-------- EXTRACTED ENTRIES --------

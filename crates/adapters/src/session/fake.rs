// SPDX-License-Identifier: BUSL-1.1
// Copyright (c) 2026 Alfred Jean LLC

//! Fake session adapter for testing

use super::{SessionAdapter, SessionError};
use async_trait::async_trait;
use parking_lot::Mutex;
use std::collections::HashMap;
use std::path::{Path, PathBuf};
use std::sync::Arc;

/// Recorded session call
#[derive(Debug, Clone)]
pub enum SessionCall {
    Spawn {
        name: String,
        cwd: PathBuf,
        cmd: String,
        env: Vec<(String, String)>,
    },
    WriteText {
        id: String,
        text: String,
    },
    PressEnter {
        id: String,
    },
    CaptureTail {
        id: String,
        lines: u32,
    },
    IsAlive {
        id: String,
    },
    Kill {
        id: String,
    },
}

/// Fake session state
#[derive(Debug, Clone)]
pub struct FakeSession {
    pub name: String,
    pub cwd: PathBuf,
    pub cmd: String,
    pub env: Vec<(String, String)>,
    pub output: Vec<String>,
    pub alive: bool,
}

struct FakeSessionState {
    sessions: HashMap<String, FakeSession>,
    calls: Vec<SessionCall>,
    next_id: u64,
    fail_spawns: bool,
    write_delay: Option<std::time::Duration>,
}

/// Fake session adapter for testing
#[derive(Clone)]
pub struct FakeSessionAdapter {
    inner: Arc<Mutex<FakeSessionState>>,
}

impl Default for FakeSessionAdapter {
    fn default() -> Self {
        Self {
            inner: Arc::new(Mutex::new(FakeSessionState {
                sessions: HashMap::new(),
                calls: Vec::new(),
                next_id: 0,
                fail_spawns: false,
                write_delay: None,
            })),
        }
    }
}

impl FakeSessionAdapter {
    pub fn new() -> Self {
        Self::default()
    }

    /// Get all recorded calls
    pub fn calls(&self) -> Vec<SessionCall> {
        self.inner.lock().calls.clone()
    }

    /// Get a session by ID
    pub fn get_session(&self, id: &str) -> Option<FakeSession> {
        self.inner.lock().sessions.get(id).cloned()
    }

    /// IDs of sessions currently alive
    pub fn live_sessions(&self) -> Vec<String> {
        self.inner
            .lock()
            .sessions
            .iter()
            .filter(|(_, s)| s.alive)
            .map(|(id, _)| id.clone())
            .collect()
    }

    /// Set session output
    pub fn set_output(&self, id: &str, output: Vec<String>) {
        if let Some(session) = self.inner.lock().sessions.get_mut(id) {
            session.output = output;
        }
    }

    /// Append a line to a session's output
    pub fn push_output(&self, id: &str, line: &str) {
        if let Some(session) = self.inner.lock().sessions.get_mut(id) {
            session.output.push(line.to_string());
        }
    }

    /// Mark a session's process as having exited
    pub fn set_exited(&self, id: &str) {
        if let Some(session) = self.inner.lock().sessions.get_mut(id) {
            session.alive = false;
        }
    }

    /// Add a pre-existing session by ID (for testing liveness checks)
    pub fn add_session(&self, id: &str, alive: bool) {
        self.inner.lock().sessions.insert(
            id.to_string(),
            FakeSession {
                name: id.to_string(),
                cwd: PathBuf::new(),
                cmd: String::new(),
                env: Vec::new(),
                output: Vec::new(),
                alive,
            },
        );
    }

    /// Make subsequent spawns fail
    pub fn fail_spawns(&self, fail: bool) {
        self.inner.lock().fail_spawns = fail;
    }

    /// Delay text writes, so tests can observe in-flight writes
    pub fn set_write_delay(&self, delay: std::time::Duration) {
        self.inner.lock().write_delay = Some(delay);
    }
}

#[async_trait]
impl SessionAdapter for FakeSessionAdapter {
    async fn spawn(
        &self,
        name: &str,
        cwd: &Path,
        cmd: &str,
        env: &[(String, String)],
    ) -> Result<String, SessionError> {
        let mut inner = self.inner.lock();

        inner.calls.push(SessionCall::Spawn {
            name: name.to_string(),
            cwd: cwd.to_path_buf(),
            cmd: cmd.to_string(),
            env: env.to_vec(),
        });

        if inner.fail_spawns {
            return Err(SessionError::SpawnFailed("fake spawn failure".to_string()));
        }

        inner.next_id += 1;
        let id = format!("fake-{}", inner.next_id);

        let session = FakeSession {
            name: name.to_string(),
            cwd: cwd.to_path_buf(),
            cmd: cmd.to_string(),
            env: env.to_vec(),
            output: Vec::new(),
            alive: true,
        };

        inner.sessions.insert(id.clone(), session);

        Ok(id)
    }

    async fn write_text(&self, id: &str, text: &str) -> Result<(), SessionError> {
        let delay = self.inner.lock().write_delay;
        if let Some(delay) = delay {
            tokio::time::sleep(delay).await;
        }

        let mut inner = self.inner.lock();

        inner.calls.push(SessionCall::WriteText {
            id: id.to_string(),
            text: text.to_string(),
        });

        if !inner.sessions.contains_key(id) {
            return Err(SessionError::NotFound(id.to_string()));
        }

        Ok(())
    }

    async fn press_enter(&self, id: &str) -> Result<(), SessionError> {
        let mut inner = self.inner.lock();

        inner
            .calls
            .push(SessionCall::PressEnter { id: id.to_string() });

        if !inner.sessions.contains_key(id) {
            return Err(SessionError::NotFound(id.to_string()));
        }

        Ok(())
    }

    async fn capture_tail(&self, id: &str, lines: u32) -> Result<String, SessionError> {
        let mut inner = self.inner.lock();

        inner.calls.push(SessionCall::CaptureTail {
            id: id.to_string(),
            lines,
        });

        match inner.sessions.get(id) {
            Some(session) => {
                let start = session.output.len().saturating_sub(lines as usize);
                Ok(session.output[start..].join("\n"))
            }
            None => Err(SessionError::NotFound(id.to_string())),
        }
    }

    async fn is_alive(&self, id: &str) -> Result<bool, SessionError> {
        let mut inner = self.inner.lock();

        inner
            .calls
            .push(SessionCall::IsAlive { id: id.to_string() });

        match inner.sessions.get(id) {
            Some(session) => Ok(session.alive),
            None => Ok(false),
        }
    }

    async fn kill(&self, id: &str) -> Result<(), SessionError> {
        let mut inner = self.inner.lock();

        inner.calls.push(SessionCall::Kill { id: id.to_string() });

        if let Some(session) = inner.sessions.get_mut(id) {
            session.alive = false;
        }

        Ok(())
    }
}

#[cfg(test)]
#[path = "fake_tests.rs"]
mod tests;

--------

_THE TASK:_
Transcribe only, please, the lines from the first line of the records through the line with "all recorded calls". Both of those lines are included.

_RESPONSE TO THE TASK:_
filename crates/adapters/src/session/fake.rs
// SPDX-License-Identifier: BUSL-1.1
// Copyright (c) 2026 Alfred Jean LLC

//! Fake session adapter for testing

use super::{SessionAdapter, SessionError};
use async_trait::async_trait;
use parking_lot::Mutex;
use std::collections::HashMap;
use std::path::{Path, PathBuf};
use std::sync::Arc;

/// Recorded session call
#[derive(Debug, Clone)]
pub enum SessionCall {
    Spawn {
        name: String,
        cwd: PathBuf,
        cmd: String,
        env: Vec<(String, String)>,
    },
    WriteText {
        id: String,
        text: String,
    },
    PressEnter {
        id: String,
    },
    CaptureTail {
        id: String,
        lines: u32,
    },
    IsAlive {
        id: String,
    },
    Kill {
        id: String,
    },
}

/// Fake session state
#[derive(Debug, Clone)]
pub struct FakeSession {
    pub name: String,
    pub cwd: PathBuf,
    pub cmd: String,
    pub env: Vec<(String, String)>,
    pub output: Vec<String>,
    pub alive: bool,
}

struct FakeSessionState {
    sessions: HashMap<String, FakeSession>,
    calls: Vec<SessionCall>,
    next_id: u64,
    fail_spawns: bool,
    write_delay: Option<std::time::Duration>,
}

/// Fake session adapter for testing
#[derive(Clone)]
pub struct FakeSessionAdapter {
    inner: Arc<Mutex<FakeSessionState>>,
}

impl Default for FakeSessionAdapter {
    fn default() -> Self {
        Self {
            inner: Arc::new(Mutex::new(FakeSessionState {
                sessions: HashMap::new(),
                calls: Vec::new(),
                next_id: 0,
                fail_spawns: false,
                write_delay: None,
            })),
        }
    }
}

impl FakeSessionAdapter {
    pub fn new() -> Self {
        Self::default()
    }

    /// Get all recorded calls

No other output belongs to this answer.